The listing below contains a span that opens with the line containing "use anyhow::Result;" and closes with the line containing "their textbook definitions.". Return that span exactly.

Study material:
■ ■ ■ ■

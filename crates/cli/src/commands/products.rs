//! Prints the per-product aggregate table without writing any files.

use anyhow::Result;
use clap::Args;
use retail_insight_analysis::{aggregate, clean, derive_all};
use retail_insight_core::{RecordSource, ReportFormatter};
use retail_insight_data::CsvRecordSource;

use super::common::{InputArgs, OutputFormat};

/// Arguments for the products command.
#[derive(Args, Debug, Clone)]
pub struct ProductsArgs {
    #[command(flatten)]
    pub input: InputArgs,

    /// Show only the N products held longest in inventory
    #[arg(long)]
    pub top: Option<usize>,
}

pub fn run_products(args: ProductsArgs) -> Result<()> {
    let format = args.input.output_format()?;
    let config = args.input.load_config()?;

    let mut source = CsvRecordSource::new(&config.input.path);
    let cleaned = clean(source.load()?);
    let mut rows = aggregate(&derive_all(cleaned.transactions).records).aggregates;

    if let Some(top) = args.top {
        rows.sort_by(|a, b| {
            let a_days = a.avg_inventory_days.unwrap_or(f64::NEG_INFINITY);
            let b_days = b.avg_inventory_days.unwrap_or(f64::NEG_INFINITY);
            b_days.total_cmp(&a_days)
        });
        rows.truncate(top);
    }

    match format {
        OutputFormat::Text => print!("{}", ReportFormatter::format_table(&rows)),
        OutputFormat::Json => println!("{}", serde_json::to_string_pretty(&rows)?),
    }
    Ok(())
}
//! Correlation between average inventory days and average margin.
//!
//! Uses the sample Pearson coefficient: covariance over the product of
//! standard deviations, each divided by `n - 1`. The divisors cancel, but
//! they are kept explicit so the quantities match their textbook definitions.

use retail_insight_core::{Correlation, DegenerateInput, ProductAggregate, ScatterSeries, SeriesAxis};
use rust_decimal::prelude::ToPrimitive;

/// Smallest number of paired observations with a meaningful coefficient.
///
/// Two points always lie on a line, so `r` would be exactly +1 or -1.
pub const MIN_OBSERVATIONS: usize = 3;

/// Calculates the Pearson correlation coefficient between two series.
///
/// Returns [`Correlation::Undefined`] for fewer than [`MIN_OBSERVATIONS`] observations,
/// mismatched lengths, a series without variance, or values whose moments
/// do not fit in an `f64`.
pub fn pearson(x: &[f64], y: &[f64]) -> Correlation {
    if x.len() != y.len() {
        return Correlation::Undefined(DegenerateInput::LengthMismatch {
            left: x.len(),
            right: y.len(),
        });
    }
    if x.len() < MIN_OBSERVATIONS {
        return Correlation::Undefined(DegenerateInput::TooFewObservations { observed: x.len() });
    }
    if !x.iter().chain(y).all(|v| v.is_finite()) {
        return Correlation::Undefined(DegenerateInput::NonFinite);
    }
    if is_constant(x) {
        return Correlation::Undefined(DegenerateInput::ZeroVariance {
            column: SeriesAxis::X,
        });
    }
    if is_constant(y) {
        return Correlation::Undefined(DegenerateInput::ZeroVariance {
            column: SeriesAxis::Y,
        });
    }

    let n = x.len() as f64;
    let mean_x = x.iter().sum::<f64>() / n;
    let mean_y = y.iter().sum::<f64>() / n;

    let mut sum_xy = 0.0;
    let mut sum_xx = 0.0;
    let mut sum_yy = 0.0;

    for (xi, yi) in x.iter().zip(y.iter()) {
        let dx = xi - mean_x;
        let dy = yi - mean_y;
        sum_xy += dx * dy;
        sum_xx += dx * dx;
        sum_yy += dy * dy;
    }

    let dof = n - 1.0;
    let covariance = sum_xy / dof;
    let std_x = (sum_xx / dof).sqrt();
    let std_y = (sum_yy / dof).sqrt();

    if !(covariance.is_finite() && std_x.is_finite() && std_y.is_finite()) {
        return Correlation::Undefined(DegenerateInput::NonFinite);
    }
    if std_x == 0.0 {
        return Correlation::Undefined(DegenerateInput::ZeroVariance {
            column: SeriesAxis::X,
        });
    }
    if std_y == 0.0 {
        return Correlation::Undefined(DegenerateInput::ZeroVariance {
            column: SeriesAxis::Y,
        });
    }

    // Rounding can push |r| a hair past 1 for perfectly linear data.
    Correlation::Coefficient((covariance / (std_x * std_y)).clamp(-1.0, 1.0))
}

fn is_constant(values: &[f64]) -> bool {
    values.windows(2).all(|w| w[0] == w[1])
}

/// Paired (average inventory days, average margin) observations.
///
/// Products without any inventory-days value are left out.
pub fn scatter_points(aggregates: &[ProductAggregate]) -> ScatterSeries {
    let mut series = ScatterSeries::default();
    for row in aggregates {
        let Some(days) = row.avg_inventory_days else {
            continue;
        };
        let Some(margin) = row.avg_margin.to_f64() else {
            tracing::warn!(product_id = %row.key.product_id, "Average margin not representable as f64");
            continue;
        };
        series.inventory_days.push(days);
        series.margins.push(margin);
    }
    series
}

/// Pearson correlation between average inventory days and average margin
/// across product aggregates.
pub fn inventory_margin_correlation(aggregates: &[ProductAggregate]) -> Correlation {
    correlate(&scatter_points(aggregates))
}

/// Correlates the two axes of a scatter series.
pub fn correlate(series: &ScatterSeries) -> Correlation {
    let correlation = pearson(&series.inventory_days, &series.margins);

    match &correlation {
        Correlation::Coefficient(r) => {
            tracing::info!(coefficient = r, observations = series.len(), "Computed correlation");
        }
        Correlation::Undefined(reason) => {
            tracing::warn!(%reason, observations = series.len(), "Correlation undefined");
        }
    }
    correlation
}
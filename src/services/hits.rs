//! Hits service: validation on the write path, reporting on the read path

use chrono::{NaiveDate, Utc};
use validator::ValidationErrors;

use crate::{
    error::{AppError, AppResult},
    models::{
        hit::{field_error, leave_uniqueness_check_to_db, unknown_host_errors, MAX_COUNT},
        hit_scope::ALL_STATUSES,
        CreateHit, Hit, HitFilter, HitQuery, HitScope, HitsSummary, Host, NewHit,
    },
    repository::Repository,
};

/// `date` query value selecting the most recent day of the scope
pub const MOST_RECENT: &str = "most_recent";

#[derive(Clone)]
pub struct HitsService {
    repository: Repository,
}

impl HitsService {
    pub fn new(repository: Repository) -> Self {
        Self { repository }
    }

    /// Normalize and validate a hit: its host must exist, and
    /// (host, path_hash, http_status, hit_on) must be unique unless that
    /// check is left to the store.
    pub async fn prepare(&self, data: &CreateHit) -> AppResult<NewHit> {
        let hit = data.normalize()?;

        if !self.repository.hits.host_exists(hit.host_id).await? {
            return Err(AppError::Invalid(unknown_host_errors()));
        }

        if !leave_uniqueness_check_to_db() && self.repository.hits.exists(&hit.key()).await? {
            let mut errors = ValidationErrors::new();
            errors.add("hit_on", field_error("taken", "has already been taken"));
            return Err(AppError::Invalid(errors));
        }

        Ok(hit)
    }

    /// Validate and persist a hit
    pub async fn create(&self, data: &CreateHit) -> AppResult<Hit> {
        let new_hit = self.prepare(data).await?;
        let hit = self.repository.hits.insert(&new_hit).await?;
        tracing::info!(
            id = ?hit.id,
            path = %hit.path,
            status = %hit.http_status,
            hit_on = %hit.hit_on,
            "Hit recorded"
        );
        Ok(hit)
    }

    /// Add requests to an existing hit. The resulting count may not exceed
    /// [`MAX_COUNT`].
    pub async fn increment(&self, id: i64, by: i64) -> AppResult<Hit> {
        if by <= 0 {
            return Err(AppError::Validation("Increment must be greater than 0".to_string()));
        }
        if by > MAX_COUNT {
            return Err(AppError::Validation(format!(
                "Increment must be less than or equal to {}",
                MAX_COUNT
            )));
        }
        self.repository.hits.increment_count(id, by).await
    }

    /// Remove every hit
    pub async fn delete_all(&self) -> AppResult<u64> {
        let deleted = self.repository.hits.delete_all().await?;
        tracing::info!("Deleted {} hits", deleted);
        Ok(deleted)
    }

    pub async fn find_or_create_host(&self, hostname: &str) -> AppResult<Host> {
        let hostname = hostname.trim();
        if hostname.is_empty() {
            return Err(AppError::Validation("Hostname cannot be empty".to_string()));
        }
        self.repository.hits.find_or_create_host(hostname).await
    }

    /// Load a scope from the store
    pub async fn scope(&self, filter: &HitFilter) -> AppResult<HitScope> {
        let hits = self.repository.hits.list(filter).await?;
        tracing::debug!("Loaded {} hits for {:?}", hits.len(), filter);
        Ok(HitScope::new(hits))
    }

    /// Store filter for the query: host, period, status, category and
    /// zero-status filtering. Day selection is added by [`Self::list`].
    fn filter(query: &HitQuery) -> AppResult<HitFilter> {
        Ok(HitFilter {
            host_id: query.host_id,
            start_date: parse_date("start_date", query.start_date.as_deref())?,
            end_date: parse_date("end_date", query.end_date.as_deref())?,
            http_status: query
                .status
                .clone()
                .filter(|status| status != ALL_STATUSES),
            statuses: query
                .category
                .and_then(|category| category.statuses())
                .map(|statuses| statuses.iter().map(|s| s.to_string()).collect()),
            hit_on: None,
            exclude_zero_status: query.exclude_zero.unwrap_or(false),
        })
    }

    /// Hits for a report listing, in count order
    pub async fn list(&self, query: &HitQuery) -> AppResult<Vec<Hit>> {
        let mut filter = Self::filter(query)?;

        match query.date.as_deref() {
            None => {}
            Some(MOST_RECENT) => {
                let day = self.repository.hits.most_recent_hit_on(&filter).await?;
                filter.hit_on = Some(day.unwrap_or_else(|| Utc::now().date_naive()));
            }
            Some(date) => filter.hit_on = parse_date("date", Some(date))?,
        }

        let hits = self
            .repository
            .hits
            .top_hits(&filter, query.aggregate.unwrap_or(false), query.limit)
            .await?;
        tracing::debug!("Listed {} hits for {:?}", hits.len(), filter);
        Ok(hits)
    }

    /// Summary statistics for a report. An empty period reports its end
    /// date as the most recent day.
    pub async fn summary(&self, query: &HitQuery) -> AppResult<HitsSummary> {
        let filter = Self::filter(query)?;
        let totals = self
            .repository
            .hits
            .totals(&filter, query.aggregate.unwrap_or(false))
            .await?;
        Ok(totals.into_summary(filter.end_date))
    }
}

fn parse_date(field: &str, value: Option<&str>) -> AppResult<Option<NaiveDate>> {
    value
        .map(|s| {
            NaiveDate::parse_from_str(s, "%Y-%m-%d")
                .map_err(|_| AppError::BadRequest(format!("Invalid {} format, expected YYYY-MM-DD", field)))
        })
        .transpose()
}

■ ■ ■ ■

Exercise output:
use anyhow::Result;
use clap::Args;
use retail_insight_analysis::{aggregate, clean, derive_all};
use retail_insight_core::{RecordSource, ReportFormatter};
use retail_insight_data::CsvRecordSource;

use super::common::{InputArgs, OutputFormat};

/// Arguments for the products command.
#[derive(Args, Debug, Clone)]
pub struct ProductsArgs {
    #[command(flatten)]
    pub input: InputArgs,

    /// Show only the N products held longest in inventory
    #[arg(long)]
    pub top: Option<usize>,
}

pub fn run_products(args: ProductsArgs) -> Result<()> {
    let format = args.input.output_format()?;
    let config = args.input.load_config()?;

    let mut source = CsvRecordSource::new(&config.input.path);
    let cleaned = clean(source.load()?);
    let mut rows = aggregate(&derive_all(cleaned.transactions).records).aggregates;

    if let Some(top) = args.top {
        rows.sort_by(|a, b| {
            let a_days = a.avg_inventory_days.unwrap_or(f64::NEG_INFINITY);
            let b_days = b.avg_inventory_days.unwrap_or(f64::NEG_INFINITY);
            b_days.total_cmp(&a_days)
        });
        rows.truncate(top);
    }

    match format {
        OutputFormat::Text => print!("{}", ReportFormatter::format_table(&rows)),
        OutputFormat::Json => println!("{}", serde_json::to_string_pretty(&rows)?),
    }
    Ok(())
}
//! Correlation between average inventory days and average margin.
//!
//! Uses the sample Pearson coefficient: covariance over the product of
//! standard deviations, each divided by `n - 1`. The divisors cancel, but
//! they are kept explicit so the quantities match their textbook definitions.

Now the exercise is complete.